Arkady Dvorkovich, the Deputy Prime Minister, has approved the idea of a tax on financial results for oil companies, Vedomosti reports. The list of 12 pilot projects that will participate in the experiment is to be selected from 35 submitted by oil companies, the newspaper reports. The possible criteria are small fields with low debits and no tax relief. The final decision is still to be discussed in a meeting with Prime Minister Dmitry Medvedev.
We have written on a number of occasions that the tax manoeuvre introduced on 1 January 2015 might have unpredictable consequences. Lower global prices for oil and oil products, along with the significant depreciation of the rouble, mean that its effect could well differ significantly from what was initially planned. Given the lack of details at this moment, it is difficult to calculate the exact effect on the industry and individual companies. We therefore see the news as neutral at this point.

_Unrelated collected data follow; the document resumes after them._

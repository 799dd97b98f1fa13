//! dupsafe - duplicate file finder
//!
//! Entry point for the dupsafe CLI application.

use clap::Parser;
use dupsafe::{
    cli::Cli,
    error::{ExitCode, StructuredError},
};

fn main() {
    let cli = Cli::parse();
    let json_errors = cli.json_errors;

    match dupsafe::run_app(cli) {
        Ok(code) => std::process::exit(code.as_i32()),
        Err(err) => {
            let exit_code = ExitCode::GeneralError;

            if json_errors {
                let structured = StructuredError::new(&err, exit_code);
                if let Ok(json) = serde_json::to_string_pretty(&structured) {
                    eprintln!("{}", json);
                } else {
                    eprintln!("[{}] Error: {:#}", exit_code.code_prefix(), err);
                }
            } else {
                eprintln!("[{}] Error: {:#}", exit_code.code_prefix(), err);
            }

            std::process::exit(exit_code.as_i32());
        }
    }
}
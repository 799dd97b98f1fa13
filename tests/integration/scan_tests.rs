use dupsafe::actions::{delete_marked, DeletePolicy};
use dupsafe::duplicates::{GroupStore, MarkOutcome, Scanner};
use std::fs;
use std::path::Path;
use tempfile::tempdir;

fn write(root: &Path, rel: &str, content: &[u8]) {
    let path = root.join(rel);
    fs::create_dir_all(path.parent().unwrap()).unwrap();
    fs::write(path, content).unwrap();
}

#[test]
fn test_scan_empty_directory() {
    let dir = tempdir().unwrap();
    let result = Scanner::default().scan(dir.path()).unwrap();

    assert!(result.groups.is_empty());
    assert_eq!(result.total_files_scanned, 0);
    assert!(!result.cancelled);
}

#[test]
fn test_scan_mark_delete_scenario() {
    let dir = tempdir().unwrap();
    write(dir.path(), "a.txt", b"same-data!");
    write(dir.path(), "b.txt", b"same-data!");
    write(dir.path(), "c.txt", b"other-data");
    let a = dir.path().join("a.txt");
    let b = dir.path().join("b.txt");

    let result = Scanner::default().scan(dir.path()).unwrap();
    assert_eq!(result.total_files_scanned, 3);
    assert_eq!(result.groups.len(), 1);
    assert_eq!(result.groups[0].len(), 2);
    assert!(result.groups[0].member(&a).is_some());
    assert!(result.groups[0].member(&b).is_some());

    let mut store = GroupStore::from_scan(&result);
    let id = store.find_member(&b).unwrap();

    // Start from a clean selection.
    assert_eq!(store.set_mark(id, &b, false), MarkOutcome::Applied);
    assert_eq!(store.set_mark(id, &b, true), MarkOutcome::Applied);
    assert_eq!(store.set_mark(id, &a, true), MarkOutcome::Rejected);
    assert_eq!(store.marked_count(id), 1);
    assert_eq!(store.space_reclaimable(), 10);

    let outcome = delete_marked(&mut store, &DeletePolicy::Permanent);

    assert!(a.exists());
    assert!(!b.exists());
    assert!(dir.path().join("c.txt").exists());
    assert!(outcome.deleted_paths.contains(&b));
    assert!(outcome.failures.is_empty());
    assert_eq!(outcome.bytes_freed, 10);
    assert!(store.is_empty());
    assert_eq!(outcome.summary.group_count, 0);
}

#[test]
fn test_default_marks_keep_deepest_copy() {
    let dir = tempdir().unwrap();
    write(dir.path(), "top.bin", b"payload");
    write(dir.path(), "x/y/deep.bin", b"payload");
    write(dir.path(), "x/mid.bin", b"payload");

    let result = Scanner::default().scan(dir.path()).unwrap();
    let store = GroupStore::from_scan(&result);
    let group = &store.groups()[0];

    assert_eq!(group.members[0].path(), dir.path().join("x/y/deep.bin"));
    assert!(!group.members[0].marked);
    assert!(group.members[1..].iter().all(|m| m.marked));
    assert_eq!(store.duplicate_count(), 2);
}

#[test]
fn test_only_sampled_bytes_matter() {
    let dir = tempdir().unwrap();
    let mut first = vec![b'a'; 4096];
    let mut second = first.clone();
    first[2000] = b'X';
    second[2000] = b'Y';
    write(dir.path(), "one", &first);
    write(dir.path(), "two", &second);

    let result = Scanner::default().scan(dir.path()).unwrap();

    // Differences outside the head and tail windows are not seen.
    assert_eq!(result.groups.len(), 1);
}

#[test]
fn test_tail_difference_separates_files() {
    let dir = tempdir().unwrap();
    let first = vec![b'a'; 4096];
    let mut second = first.clone();
    second[4095] = b'b';
    write(dir.path(), "one", &first);
    write(dir.path(), "two", &second);

    let result = Scanner::default().scan(dir.path()).unwrap();
    assert!(result.groups.is_empty());
}

#[test]
fn test_multiple_groups_in_nested_tree() {
    let dir = tempdir().unwrap();
    write(dir.path(), "a/1.txt", b"alpha");
    write(dir.path(), "b/1.txt", b"alpha");
    write(dir.path(), "a/2.txt", b"beta-beta");
    write(dir.path(), "b/2.txt", b"beta-beta");
    write(dir.path(), "c/2.txt", b"beta-beta");
    write(dir.path(), "unique.txt", b"only one of me");

    let result = Scanner::default().scan(dir.path()).unwrap();
    assert_eq!(result.total_files_scanned, 6);
    assert_eq!(result.groups.len(), 2);

    let mut sizes: Vec<usize> = result.groups.iter().map(|g| g.len()).collect();
    sizes.sort_unstable();
    assert_eq!(sizes, vec![2, 3]);
    assert_eq!(result.duplicate_count(), 3);
}

#[cfg(unix)]
#[test]
fn test_symlinks_not_followed() {
    let dir = tempdir().unwrap();
    write(dir.path(), "real.txt", b"linked content");
    std::os::unix::fs::symlink(dir.path().join("real.txt"), dir.path().join("link.txt"))
        .unwrap();

    let result = Scanner::default().scan(dir.path()).unwrap();
    assert_eq!(result.total_files_scanned, 1);
    assert!(result.groups.is_empty());
}
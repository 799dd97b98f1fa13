//! Directory walker implementation using walkdir.
//!
//! # Overview
//!
//! This module provides the [`Walker`] struct for enumerating every regular
//! file below a root directory. Traversal runs on the caller's thread; the
//! scanner owns a single worker, so there is no parallel walk here.
//!
//! # Features
//!
//! - Entries sorted by file name within each directory (deterministic order)
//! - Symbolic links are neither followed nor reported
//! - Unreadable entries are yielded as errors instead of stopping iteration
//! - Cooperative cancellation via [`CancelToken`]
//!
//! # Example
//!
//! ```no_run
//! use dupsafe::scanner::Walker;
//! use std::path::Path;
//!
//! let walker = Walker::new(Path::new("/home/user/Downloads"));
//! let files: Vec<_> = walker.walk().filter_map(Result::ok).collect();
//! println!("Found {} files", files.len());
//! ```

use std::io;
use std::path::{Path, PathBuf};

use walkdir::WalkDir;

use super::FileAccessError;
use crate::signal::CancelToken;

/// Recursive enumerator of regular files.
#[derive(Debug, Clone)]
pub struct Walker {
    /// Root path to walk
    root: PathBuf,
    /// Optional cancel token polled per entry
    cancel: Option<CancelToken>,
}

impl Walker {
    /// Create a new walker for the given path.
    #[must_use]
    pub fn new(path: &Path) -> Self {
        Self {
            root: path.to_path_buf(),
            cancel: None,
        }
    }

    /// Set the cancel token.
    ///
    /// When the token is cancelled the walker stops yielding entries.
    #[must_use]
    pub fn with_cancel_token(mut self, token: CancelToken) -> Self {
        self.cancel = Some(token);
        self
    }

    fn is_cancelled(&self) -> bool {
        self.cancel.as_ref().is_some_and(CancelToken::is_cancelled)
    }

    /// Walk the directory tree, yielding paths of regular files.
    ///
    /// Errors are yielded as [`FileAccessError`] values rather than stopping
    /// iteration.
    pub fn walk(&self) -> impl Iterator<Item = Result<PathBuf, FileAccessError>> + '_ {
        WalkDir::new(&self.root)
            .follow_links(false)
            .sort_by_file_name()
            .into_iter()
            .take_while(move |_| {
                if self.is_cancelled() {
                    log::debug!("Walker: cancellation requested, stopping iteration");
                    false
                } else {
                    true
                }
            })
            .filter_map(move |entry| match entry {
                Ok(entry) => {
                    if entry.file_type().is_file() {
                        Some(Ok(entry.into_path()))
                    } else {
                        if entry.path_is_symlink() {
                            log::trace!("Skipping symlink: {}", entry.path().display());
                        }
                        None
                    }
                }
                Err(err) => {
                    let path = err
                        .path()
                        .map_or_else(|| self.root.clone(), Path::to_path_buf);
                    let source = err
                        .into_io_error()
                        .unwrap_or_else(|| io::Error::other("filesystem loop detected"));
                    log::warn!("Cannot read {}: {}", path.display(), source);
                    Some(Err(FileAccessError::new(path, source)))
                }
            })
    }
}
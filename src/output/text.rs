//! Human-readable listing of groups, marks and deletion results.
//!
//! Colours come from `yansi` and are disabled globally by the application
//! when `--no-color` is given or stdout is not a terminal.

use std::io::{self, Write};

use bytesize::ByteSize;
use yansi::Paint;

use crate::actions::DeletionOutcome;
use crate::duplicates::{DuplicateGroup, GroupStore, ScanResult};

use super::MarkRefusal;

fn size(bytes: u64) -> String {
    ByteSize::b(bytes).to_string()
}

/// Write one group: header line then one line per member, kept copies first
/// in the order the store holds them.
///
/// # Errors
///
/// Returns an error if writing fails.
pub fn write_group<W: Write>(w: &mut W, group: &DuplicateGroup) -> io::Result<()> {
    writeln!(
        w,
        "{} {} x {}  {}",
        format!("Group {}", group.id).bold(),
        group.len(),
        size(group.size),
        group.fingerprint.dim()
    )?;
    for member in &group.members {
        if member.marked {
            writeln!(w, "  {} {}", "[delete]".red(), member.path().display())?;
        } else {
            writeln!(w, "  {} {}", "[keep]  ".green(), member.path().display())?;
        }
    }
    Ok(())
}

/// Write the full report.
///
/// # Errors
///
/// Returns an error if writing fails.
pub fn write_report<W: Write>(
    w: &mut W,
    store: &GroupStore,
    scan: &ScanResult,
    refusals: &[MarkRefusal],
    deletion: Option<&DeletionOutcome>,
) -> io::Result<()> {
    for group in store.groups() {
        write_group(w, group)?;
        writeln!(w)?;
    }

    for refusal in refusals {
        writeln!(
            w,
            "{} {}: {}",
            "refused:".yellow().bold(),
            refusal.path.display(),
            refusal.reason
        )?;
    }

    if let Some(outcome) = deletion {
        for path in &outcome.deleted_paths {
            writeln!(w, "{} {}", "removed:".green(), path.display())?;
        }
        for (path, reason) in &outcome.failures {
            writeln!(w, "{} {}: {}", "failed:".red().bold(), path.display(), reason)?;
        }
        writeln!(
            w,
            "Removed {} file(s), {} failed, freed {}",
            outcome.deleted_count(),
            outcome.failure_count(),
            size(outcome.bytes_freed)
        )?;
    }

    let summary = store.summary();
    if scan.cancelled {
        writeln!(w, "{}", "Scan cancelled; results are partial.".yellow())?;
    }
    writeln!(
        w,
        "{} files scanned ({} skipped): {} group(s), {} duplicate(s), {} marked, {} reclaimable",
        scan.total_files_scanned,
        scan.skipped_files,
        summary.group_count,
        summary.duplicate_count,
        summary.marked_count,
        size(summary.space_reclaimable).bold()
    )
}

Earlier in March, the ministries involved commented on double taxation risks, the potential inclusion of a financial result tax (TFR) within income tax, a possible increase of TFR from 60% to 75%, TFR distribution, and other questions related to the potential tax reform. Additionally, individual field gathering systems were to be installed at pilot projects, as suggested by the Ministry of Finance.
In September 2014, the Ministry of Energy suggested two approaches to the issue of excess profit tax for the sector. First, an EPT, with oil operating income (which would have the potential to be reduced by capex) being subject to the tax. Second, a TFR, with oil revenues decreased by an ‘uplift’ (current opex, DD&A, prior year losses and a capex rebate for the previous four years), which cannot exceed 10% of revenues. The rate for both taxes was suggested at 60%.